Jay Julio Laureta is a member of the second cohort of the Los Angeles Orchestra Fellowship designed to increase diversity in American orchestras.
The Los Angeles Orchestra Fellowship, a program designed to increase diversity in American orchestras, has announced its second cohort that includes violist Wilfred Farquharson, violist Jay Julio Laureta, horn player Malik Taylor and cellist Myles Yeazell. Launched in 2018, the groundbreaking program was conceived by a partnership of Inner City Youth Orchestra of Los Angeles (ICYOLA), the country’s largest African-American-majority youth orchestra; Los Angeles Chamber Orchestra (LACO), one of the world’s leading chamber orchestras; and USC Thornton, one of the country’s top music programs.
Violist Jay Julio Laureta is a first-generation Filipino-American from Uniondale, New York. A prizewinner in national competitions held by the National Federation of Music Clubs, the Music Teachers National Association, and the YoungArts Foundation, as well as a 2019 recipient of the Juilliard Career Grant, Laureta has been profiled and featured on Interlochen Public Radio, WKCR and SiriusXM.
Laureta received a Master of Music degree at the Juilliard School on a full-tuition Susan W. Rose Graduate Fellowship, studying with Heidi Castleman, Misha Amory, and Matthew Lipman, and completed a Bachelor of Music degree at the Manhattan School of Music under Karen Ritscher on a full scholarship after graduating from the Interlochen Arts Academy at the age of sixteen with its highest musical honor, the Young Artist Award.
This summer, Laureta launched Sound Off: Music for Bail, an organization that combines classical music performances with presentations by individuals versed in the American criminal justice system and formerly incarcerated individuals. A 2020 recipient of Music Academy of the West’s Fast Pitch Awards, Sound Off seeks to educate audiences and build inclusive communities.
From their apartment in New York, Laureta answered questions from The Violin Channel about the fellowship, the opportunity it offers, and the need for greater equity in classical music.
How does it feel to receive this opportunity?
It’s a great honor and also a great responsibility. The first recorded presence of Filipino people in what is now the U.S. is from 1587, and the first records of permanent inhabitance comes from 1763, when Filipino sailors forced into labor on Spanish ships escaped and settled in communities across what is present-day Louisiana. Today in the U.S., Filipinos continue to often be seen as foreign and non-integral in a country that officially owned the Philippines as a colony for 48 years, in a country that was built in no small part on Filipino farmhand labor and continues to rely heavily on us, particularly in the medical field in these COVID times. We are the second-largest Asian population in the U.S. and I can count on one hand the amount of Filipino musicians I know in professional orchestras. As the child of a nurse’s assistant, it is both a privilege and a duty to represent Filipinos as artists after centuries of struggle and oppression and, more personally, in solidarity with other Black and brown people who I join in the history of this fellowship.

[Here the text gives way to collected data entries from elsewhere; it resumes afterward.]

//! Map data container and the generation pipeline
//!
//! Bundles every per-element array the pipeline produces and runs the stages
//! in their fixed dependency order: water, ocean, elevation, rivers,
//! moisture, coast, temperature, biome. Each stage reads only the outputs of
//! earlier stages plus the mesh.

use std::collections::HashMap;

use noise::NoiseFn;
use rand::SeedableRng;
use rand_chacha::ChaCha8Rng;

use crate::biomes::{self, Biome};
use crate::config::MapConfig;
use crate::elevation;
use crate::mesh::MeshGraph;
use crate::moisture;
use crate::rivers;
use crate::water;

/// All generated terrain data over one mesh.
///
/// Arrays are indexed by mesh element id and sized from the mesh's counts at
/// the start of every `calculate` call, so a run never observes a previous
/// run's values. Re-running with the same noise and config produces
/// identical arrays.
pub struct TerrainMap<M: MeshGraph> {
    pub mesh: M,
    /// Region is water (ocean or lake)
    pub water: Vec<bool>,
    /// Region is water and reachable from the map boundary
    pub ocean: Vec<bool>,
    /// Non-ocean region adjacent to an ocean region
    pub coast: Vec<bool>,
    /// Per-corner BFS distance to the nearest coastline corner
    pub coast_distance: Vec<Option<u32>>,
    /// Per-corner elevation, negative under the ocean
    pub corner_elevation: Vec<f32>,
    /// Per-corner side leading toward the coast
    pub downslope: Vec<Option<usize>>,
    /// Per-region elevation (mean of incident corners)
    pub elevation: Vec<f32>,
    /// Corners eligible as river sources, shuffled by the river seed
    pub spring_corners: Vec<usize>,
    /// The springs actually producing flow
    pub river_corners: Vec<usize>,
    /// River flow units routed through each directed side
    pub flow: Vec<u32>,
    /// Per-region BFS distance to the nearest moisture seed
    pub water_distance: Vec<Option<u32>>,
    /// Per-region moisture in the configured band
    pub moisture: Vec<f32>,
    /// Per-region temperature (0 cold .. 1 hot, bias can exceed)
    pub temperature: Vec<f32>,
    /// Final classification
    pub biome: Vec<Biome>,
}

impl<M: MeshGraph> TerrainMap<M> {
    pub fn new(mesh: M) -> Self {
        Self {
            mesh,
            water: Vec::new(),
            ocean: Vec::new(),
            coast: Vec::new(),
            coast_distance: Vec::new(),
            corner_elevation: Vec::new(),
            downslope: Vec::new(),
            elevation: Vec::new(),
            spring_corners: Vec::new(),
            river_corners: Vec::new(),
            flow: Vec::new(),
            water_distance: Vec::new(),
            moisture: Vec::new(),
            temperature: Vec::new(),
            biome: Vec::new(),
        }
    }

    /// Run the full pipeline, overwriting every output array.
    pub fn calculate(&mut self, noise: &impl NoiseFn<f64, 2>, config: &MapConfig) {
        water::assign_water(&mut self.water, &self.mesh, noise, &config.shape);
        water::assign_ocean(&mut self.ocean, &self.mesh, &self.water);

        let mut drainage_rng = ChaCha8Rng::seed_from_u64(config.drainage_seed);
        elevation::assign_corner_elevation(
            &mut self.corner_elevation,
            &mut self.coast_distance,
            &mut self.downslope,
            &self.mesh,
            &self.ocean,
            &self.water,
            &mut drainage_rng,
        );
        elevation::redistribute_corner_elevation(&mut self.corner_elevation, &self.mesh);
        elevation::assign_region_elevation(
            &mut self.elevation,
            &self.mesh,
            &self.corner_elevation,
            &self.ocean,
        );

        self.spring_corners =
            rivers::find_spring_corners(&self.mesh, &self.water, &self.corner_elevation);
        let mut river_rng = ChaCha8Rng::seed_from_u64(config.river_seed);
        rivers::shuffle_springs(&mut self.spring_corners, &mut river_rng);
        self.river_corners = self
            .spring_corners
            .iter()
            .copied()
            .take(config.num_rivers)
            .collect();
        rivers::assign_side_flow(&mut self.flow, &self.mesh, &self.downslope, &self.river_corners);

        let seeds = moisture::find_moisture_seeds(&self.mesh, &self.flow, &self.ocean, &self.water);
        moisture::assign_moisture(
            &mut self.moisture,
            &mut self.water_distance,
            &self.mesh,
            &self.water,
            &seeds,
        );
        moisture::redistribute_moisture(
            &mut self.moisture,
            &self.mesh,
            &self.water,
            config.biome_bias.moisture,
            1.0 + config.biome_bias.moisture,
        );

        biomes::assign_coast(&mut self.coast, &self.mesh, &self.ocean);
        biomes::assign_temperature(
            &mut self.temperature,
            &self.mesh,
            &self.elevation,
            config.biome_bias.north_temperature,
            config.biome_bias.south_temperature,
        );
        biomes::assign_biome(
            &mut self.biome,
            &self.mesh,
            &self.ocean,
            &self.water,
            &self.coast,
            &self.temperature,
            &self.moisture,
        );
    }

    /// Summary counts over the solid regions and sides.
    pub fn stats(&self) -> MapStats {
        let solid = self.mesh.num_solid_regions();
        let land = (0..solid).filter(|&r| !self.water[r]).count();
        let ocean = (0..solid).filter(|&r| self.ocean[r]).count();
        let lakes = (0..solid).filter(|&r| self.water[r] && !self.ocean[r]).count();
        let coast = (0..solid).filter(|&r| self.coast[r]).count();
        let river_sides = (0..self.mesh.num_solid_sides())
            .filter(|&s| self.flow[s] > 0)
            .count();

        let mut biome_counts = HashMap::new();
        for r in 0..solid {
            *biome_counts.entry(self.biome[r]).or_insert(0) += 1;
        }

        MapStats {
            total_regions: solid,
            land_regions: land,
            ocean_regions: ocean,
            lake_regions: lakes,
            coast_regions: coast,
            spring_corners: self.spring_corners.len(),
            river_sides,
            biome_counts,
        }
    }
}

/// Counts reported after generation.
#[derive(Clone, Debug)]
pub struct MapStats {
    pub total_regions: usize,
    pub land_regions: usize,
    pub ocean_regions: usize,
    pub lake_regions: usize,
    pub coast_regions: usize,
    pub spring_corners: usize,
    pub river_sides: usize,
    pub biome_counts: HashMap<Biome, usize>,
}

impl MapStats {
    pub fn land_percentage(&self) -> f64 {
        100.0 * self.land_regions as f64 / self.total_regions.max(1) as f64
    }
}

It is so great that the industry is recognizing the need for greater diversity. What further changes are you personally hoping to see in the coming years and what can we all do to help?
I truly look forward to the rise of orchestras made up of majority musicians of color and diverse ethnic groups. This includes initiatives such as Sphinx Virtuosi, Chineke!, and the Gateway Music Festival. I also want to call attention to programs for youth musicians that often do not receive the same support, but are perhaps even more vital for ensuring that children growing up today have access to the kind of education that allows them access to careers in classical music, no matter their ethnicity, financial need, or zip code.
This includes programs such as the educational portions of Sphinx and Chineke!, the Inner City Youth Orchestra of Los Angeles (which we fellows are all thrilled to be working with hands-on), Opus 118 Harlem School of Music, the Opportunity Music Project, the Juilliard School’s Music Advancement Program — I could go on and on, because the ingenuity that has already been displayed, particularly by organizers and musicians of color in the field, speaks to what the need is.
To be frank, if we intend the field of classical music to be as equitable as we claim, we need equal access to high-quality education, instruments, and teachers from the earliest days in a child’s life. Until such a time comes, we all must pitch in — audience members and musicians who have resources, donating time to tutor students who cannot afford lessons, actively reaching out to public school programs to fund music programs cut by austerity budgets, and donating both to large organizations that do justice-minded work and to individual musicians-in-training who need an extra push of financial support to make it to the next level.
Each person can do some work, but ultimately the biggest and most long-lasting impact will come when we unite for systemic change. I want to shout out Oberlin Conservatory’s recent Zoom webinars and round tables over the course of the summer — if you have not yet had the chance to peruse those, they offer us a clear history of the past, and where the future might lead us. Many of classical music’s great Black artists and scholars of our time have already spoken on these issues in far more eloquent ways than I could ever, and so I just want to lift those voices up as a resource for all of us.